» ABOUT THIS TASK
Look below for the line containing "use sqlx::sqlite::SqliteRow;"; from there, print each line exactly up to and including the line containing "Wrapper for converting", and stop.

» PROVIDED INFORMATION
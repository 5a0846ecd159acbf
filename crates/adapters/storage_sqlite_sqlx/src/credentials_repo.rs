//! `SQLite` implementation of [`CredentialsRepository`].

use std::future::Future;

use sqlx::sqlite::SqliteRow;
use sqlx::{FromRow, Row, SqlitePool};

use alarmhub_app::ports::CredentialsRepository;
use alarmhub_domain::credentials::WifiCredentials;
use alarmhub_domain::error::AlarmHubError;
use alarmhub_domain::time::now_rfc3339;

use crate::error::StorageError;

/// Wrapper for converting database rows into domain [`WifiCredentials`].
struct Wrapper(WifiCredentials);

impl<'r> FromRow<'r, SqliteRow> for Wrapper {
    fn from_row(row: &'r SqliteRow) -> Result<Self, sqlx::Error> {
        Ok(Self(WifiCredentials {
            ssid: row.try_get("ssid")?,
            password: row.try_get("password")?,
        }))
    }
}

const UPSERT: &str = "INSERT INTO wifi_credentials (id, ssid, password, updated_at) \
    VALUES (1, ?, ?, ?) \
    ON CONFLICT (id) DO UPDATE SET ssid = excluded.ssid, password = excluded.password, \
    updated_at = excluded.updated_at";
const SELECT: &str = "SELECT ssid, password FROM wifi_credentials WHERE id = 1";
const DELETE: &str = "DELETE FROM wifi_credentials";

/// `SQLite`-backed credentials repository.
pub struct SqliteCredentialsRepository {
    pool: SqlitePool,
}

impl SqliteCredentialsRepository {
    /// Create a new repository using the given connection pool.
    #[must_use]
    pub fn new(pool: SqlitePool) -> Self {
        Self { pool }
    }
}

impl CredentialsRepository for SqliteCredentialsRepository {
    fn get(&self) -> impl Future<Output = Result<Option<WifiCredentials>, AlarmHubError>> + Send {
        let pool = self.pool.clone();
        async move {
            let row: Option<Wrapper> = sqlx::query_as(SELECT)
                .fetch_optional(&pool)
                .await
                .map_err(StorageError::from)?;

            Ok(row.map(|w| w.0))
        }
    }

    fn save(
        &self,
        credentials: WifiCredentials,
    ) -> impl Future<Output = Result<WifiCredentials, AlarmHubError>> + Send {
        let pool = self.pool.clone();
        async move {
            sqlx::query(UPSERT)
                .bind(&credentials.ssid)
                .bind(&credentials.password)
                .bind(now_rfc3339())
                .execute(&pool)
                .await
                .map_err(StorageError::from)?;

            Ok(credentials)
        }
    }

    fn clear(&self) -> impl Future<Output = Result<(), AlarmHubError>> + Send {
        let pool = self.pool.clone();
        async move {
            sqlx::query(DELETE)
                .execute(&pool)
                .await
                .map_err(StorageError::from)?;

            Ok(())
        }
    }
}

» RESPONSE BELOW
use sqlx::sqlite::SqliteRow;
use sqlx::{FromRow, Row, SqlitePool};

use alarmhub_app::ports::CredentialsRepository;
use alarmhub_domain::credentials::WifiCredentials;
use alarmhub_domain::error::AlarmHubError;
use alarmhub_domain::time::now_rfc3339;

use crate::error::StorageError;

/// Wrapper for converting database rows into domain [`WifiCredentials`].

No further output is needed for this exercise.